Здесь, в глубине слабо освещенной аллеи, под звуки расстроенного рояля, аккомпанировавшего немому кино, которое крутили в дощатом театре, Митя Коваль впервые признался в любви своей Зине. Здесь, будучи взрослым, повстречался со своим школьным врагом Петром Ковтюхом, жертвой которого стал еще в третьем классе: Ковтюх был на год старше и у него неожиданно появилась потребность доказать свое превосходство в силе.

После уроков, идя из школы по выгону, Митя должен был класть книжки на землю и принимать бой. Однокашники окружали их и с интересом следили за ходом сражения. В конце концов это превратилось в постоянное развлечение для ребят и в постоянные мучения для Мити, которому перепадало еще и от родителей за разорванную одежду и синяки под глазами. Петр Ковтюх стал для него кошмаром, который не покидал его ни днем, ни ночью: он часто видел своего мучителя даже во сне.

Но больше всего терзали мальчика не каменные кулаки Ковтюха, не побои, а его холодная жестокость и обидное равнодушие одноклассников. Кажется, именно тогда и возненавидел Коваль несправедливость, возненавидел всей душой и на всю жизнь.

В один прекрасный день Митя Коваль почувствовал, что не может больше терпеть. Его охватило непреодолимое желание сломить Ковтюха, смять, разорвать, уничтожить, убить — и он первым бросился на него с кулаками. Оторопевший от неожиданности мучитель пытался бежать. Но Митя вцепился в него и бил до тех пор, пока у того из носу не пошла кровь.

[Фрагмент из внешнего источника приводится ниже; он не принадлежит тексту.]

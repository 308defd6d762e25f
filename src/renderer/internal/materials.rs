use std::collections::HashMap;

use crate::asset::{Assets, Handle};
use crate::renderer::{Material, Texture};

/// Builds and caches one texture bind group per material. Missing textures
/// fall back to shared 1×1 neutrals (white for color-like slots, black for
/// emissive, flat +Z for normals) so sampling is always defined.
pub(crate) struct MaterialBinder {
    layout: wgpu::BindGroupLayout,
    sampler: wgpu::Sampler,
    white: Texture,
    black: Texture,
    flat_normal: Texture,
    cache: HashMap<Handle<Material>, wgpu::BindGroup>,
}

impl MaterialBinder {
    pub(crate) fn new(
        device: &wgpu::Device,
        queue: &wgpu::Queue,
        layout: &wgpu::BindGroupLayout,
    ) -> Self {
        let sampler = device.create_sampler(&wgpu::SamplerDescriptor {
            label: Some("MaterialSampler"),
            address_mode_u: wgpu::AddressMode::Repeat,
            address_mode_v: wgpu::AddressMode::Repeat,
            mag_filter: wgpu::FilterMode::Linear,
            min_filter: wgpu::FilterMode::Linear,
            mipmap_filter: wgpu::FilterMode::Linear,
            ..Default::default()
        });

        Self {
            layout: layout.clone(),
            sampler,
            white: Texture::white(device, queue),
            black: Texture::black(device, queue),
            flat_normal: Texture::flat_normal(device, queue),
            cache: HashMap::new(),
        }
    }

    /// Bind group for a material handle, or `None` when the handle no longer
    /// resolves (the call is skipped, per-entity failures stay local).
    pub(crate) fn bind_group(
        &mut self,
        device: &wgpu::Device,
        assets: &Assets,
        handle: Handle<Material>,
    ) -> Option<&wgpu::BindGroup> {
        if !self.cache.contains_key(&handle) {
            let material = assets.materials.get(handle)?;
            let bind_group = self.create_bind_group(device, assets, material);
            self.cache.insert(handle, bind_group);
        }
        self.cache.get(&handle)
    }

    fn create_bind_group(
        &self,
        device: &wgpu::Device,
        assets: &Assets,
        material: &Material,
    ) -> wgpu::BindGroup {
        let albedo = material
            .albedo_texture
            .and_then(|handle| assets.textures.get(handle))
            .unwrap_or(&self.white);
        let emissive = material
            .emissive_texture
            .and_then(|handle| assets.textures.get(handle))
            .unwrap_or(&self.black);
        let omr = material
            .omr_texture
            .and_then(|handle| assets.textures.get(handle))
            .unwrap_or(&self.white);
        let normal = material
            .normal_texture
            .and_then(|handle| assets.textures.get(handle))
            .unwrap_or(&self.flat_normal);

        device.create_bind_group(&wgpu::BindGroupDescriptor {
            label: Some("MaterialBindGroup"),
            layout: &self.layout,
            entries: &[
                wgpu::BindGroupEntry {
                    binding: 0,
                    resource: wgpu::BindingResource::TextureView(&albedo.view),
                },
                wgpu::BindGroupEntry {
                    binding: 1,
                    resource: wgpu::BindingResource::TextureView(&emissive.view),
                },
                wgpu::BindGroupEntry {
                    binding: 2,
                    resource: wgpu::BindingResource::TextureView(&omr.view),
                },
                wgpu::BindGroupEntry {
                    binding: 3,
                    resource: wgpu::BindingResource::TextureView(&normal.view),
                },
                wgpu::BindGroupEntry {
                    binding: 4,
                    resource: wgpu::BindingResource::Sampler(&self.sampler),
                },
            ],
        })
    }
}
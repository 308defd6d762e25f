use log::{info, warn};
use serde::{Deserialize, Serialize};

/// Window/presentation configuration loaded from `settings.json`. Renderer
/// tuning (shadow tile size, light budget) is compile-time constants, not
/// settings.
#[derive(Debug, Clone, Serialize, Deserialize)]
pub struct RenderSettings {
    #[serde(default)]
    pub resolution: Resolution,
    #[serde(default)]
    pub present_mode: PresentModeSetting,
}

impl Default for RenderSettings {
    fn default() -> Self {
        Self {
            resolution: Resolution::default(),
            present_mode: PresentModeSetting::default(),
        }
    }
}

impl RenderSettings {
    pub fn load() -> Self {
        Self::load_from_path("settings.json")
    }

    pub fn load_from_path<P: AsRef<std::path::Path>>(path: P) -> Self {
        use std::fs;

        let path = path.as_ref();
        match fs::read_to_string(path) {
            Ok(contents) => match serde_json::from_str::<RenderSettings>(&contents) {
                Ok(settings) => {
                    info!("Loaded render settings from {:?}", path);
                    settings.validate()
                }
                Err(err) => {
                    warn!(
                        "Failed to parse {:?} ({}). Falling back to default render settings.",
                        path, err
                    );
                    RenderSettings::default()
                }
            },
            Err(err) if err.kind() == std::io::ErrorKind::NotFound => {
                info!("Render settings file {:?} not found. Using defaults.", path);
                RenderSettings::default()
            }
            Err(err) => {
                warn!(
                    "Failed to read {:?} ({}). Falling back to default render settings.",
                    path, err
                );
                RenderSettings::default()
            }
        }
    }

    fn validate(mut self) -> Self {
        if self.resolution.width == 0 || self.resolution.height == 0 {
            warn!("Resolution must be greater than zero. Using default resolution.");
            self.resolution = Resolution::default();
        }
        self
    }

    pub fn present_mode(&self, available: &[wgpu::PresentMode]) -> wgpu::PresentMode {
        let desired = self.present_mode.to_wgpu();
        if available.contains(&desired) {
            return desired;
        }

        warn!(
            "Requested present mode {:?} is not supported. Falling back to FIFO.",
            desired
        );

        if available.contains(&wgpu::PresentMode::Fifo) {
            wgpu::PresentMode::Fifo
        } else {
            available
                .first()
                .copied()
                .unwrap_or(wgpu::PresentMode::Fifo)
        }
    }
}

#[derive(Debug, Clone, Serialize, Deserialize)]
pub struct Resolution {
    pub width: u32,
    pub height: u32,
}

impl Default for Resolution {
    fn default() -> Self {
        Self {
            width: 1280,
            height: 720,
        }
    }
}

#[derive(Debug, Clone, Default, Serialize, Deserialize)]
#[serde(rename_all = "snake_case")]
pub enum PresentModeSetting {
    #[default]
    Fifo,
    FifoRelaxed,
    Immediate,
    Mailbox,
}

impl PresentModeSetting {
    fn to_wgpu(&self) -> wgpu::PresentMode {
        match self {
            PresentModeSetting::Fifo => wgpu::PresentMode::Fifo,
            PresentModeSetting::FifoRelaxed => wgpu::PresentMode::FifoRelaxed,
            PresentModeSetting::Immediate => wgpu::PresentMode::Immediate,
            PresentModeSetting::Mailbox => wgpu::PresentMode::Mailbox,
        }
    }
}

#[cfg(test)]
mod tests {
    use super::*;

    #[test]
    fn validate_replaces_zero_resolution() {
        let settings = RenderSettings {
            resolution: Resolution {
                width: 0,
                height: 0,
            },
            present_mode: PresentModeSetting::Fifo,
        }
        .validate();

        assert_eq!(settings.resolution.width, Resolution::default().width);
        assert_eq!(settings.resolution.height, Resolution::default().height);
    }

    #[test]
    fn validate_preserves_valid_values() {
        let settings = RenderSettings {
            resolution: Resolution {
                width: 1920,
                height: 1080,
            },
            present_mode: PresentModeSetting::Mailbox,
        }
        .validate();

        assert_eq!(settings.resolution.width, 1920);
        assert_eq!(settings.resolution.height, 1080);
    }

    #[test]
    fn present_mode_prefers_the_requested_mode() {
        let settings = RenderSettings {
            present_mode: PresentModeSetting::Mailbox,
            ..RenderSettings::default()
        };
        let available = [wgpu::PresentMode::Fifo, wgpu::PresentMode::Mailbox];
        assert_eq!(settings.present_mode(&available), wgpu::PresentMode::Mailbox);
    }

    #[test]
    fn present_mode_falls_back_to_fifo() {
        let settings = RenderSettings {
            present_mode: PresentModeSetting::Mailbox,
            ..RenderSettings::default()
        };
        let available = [wgpu::PresentMode::Fifo, wgpu::PresentMode::Immediate];
        assert_eq!(settings.present_mode(&available), wgpu::PresentMode::Fifo);
    }

    #[test]
    fn missing_settings_file_uses_defaults() {
        let settings = RenderSettings::load_from_path("definitely/not/here.json");
        assert_eq!(settings.resolution.width, Resolution::default().width);
    }
}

Гладиаторские дуэли на выгоне прекратились, а вскоре Петр вместе с родителями куда-то уехал. Только много лет спустя, уже будучи молодым слесарем, встретил его Митя в Летнем саду.

Они обрадовались друг другу. Сели на скамью в аллее, и Петр рассказал, что живет в Донбассе, работает на шахте и приехал к родным. Вспомнили школу, посмеялись над своими боями. Но Петр неожиданно предложил:

— Давай еще разок схватимся!

Коваль не поверил своим ушам.

— Победителем-то оказался ты, — объяснил свое стремление Петр. — А сильнее все-таки я.

Митя почувствовал, что Ковтюх не шутит, но сама по себе мысль о драке показалась ему теперь дикой. Положение спасла Зина, которая приближалась к ним.

— Что ж, если ты так хочешь… — улыбнулся Коваль, стараясь не выдать своего нежелания. — Только я здесь не один, с девушкой. И вообще, мне кажется, мы вышли уже из этого возраста. До свиданья. — С этими словами он поднялся навстречу Зине и пошел с ней по аллее.

Ох, Летний сад! Сколько воспоминаний ты можешь навеять!.. Но нужно вернуться к делу.

— Откуда вы знаете мою театральную биографию? — повторила Гороховская.

Коваль не ответил. Снова оглядел комнату и этим успокоил женщину. «Сейчас спросит, кто здесь со мной живет», — подумала она.

Он спросил:

— Брат не живет с вами?

Волнение снова охватило ее.

— О, давно, лет двадцать. С того времени, как женился. Но зачем вы об этом спрашиваете? С ним что-нибудь случилось?

— Нет. Мне, например, ничего не известно.

— А я уж перепугалась. Арсений человек мягкий, спокойный, но мало ли что…

Подсознательно Коваль почувствовал, что задел больное место.

— И часто он бывает у вас?

— Далеко ему ездить-то. Да и занят он — работа, семья, двое детей.

Коваль поддакивал ей. Гороховскую это не успокоило, и она не выдержала:

— Вы спрашиваете потому, что обратили внимание на кровати? У меня квартирантки живут, студентки. Я еще не прописала их, но завтра же сделаю это.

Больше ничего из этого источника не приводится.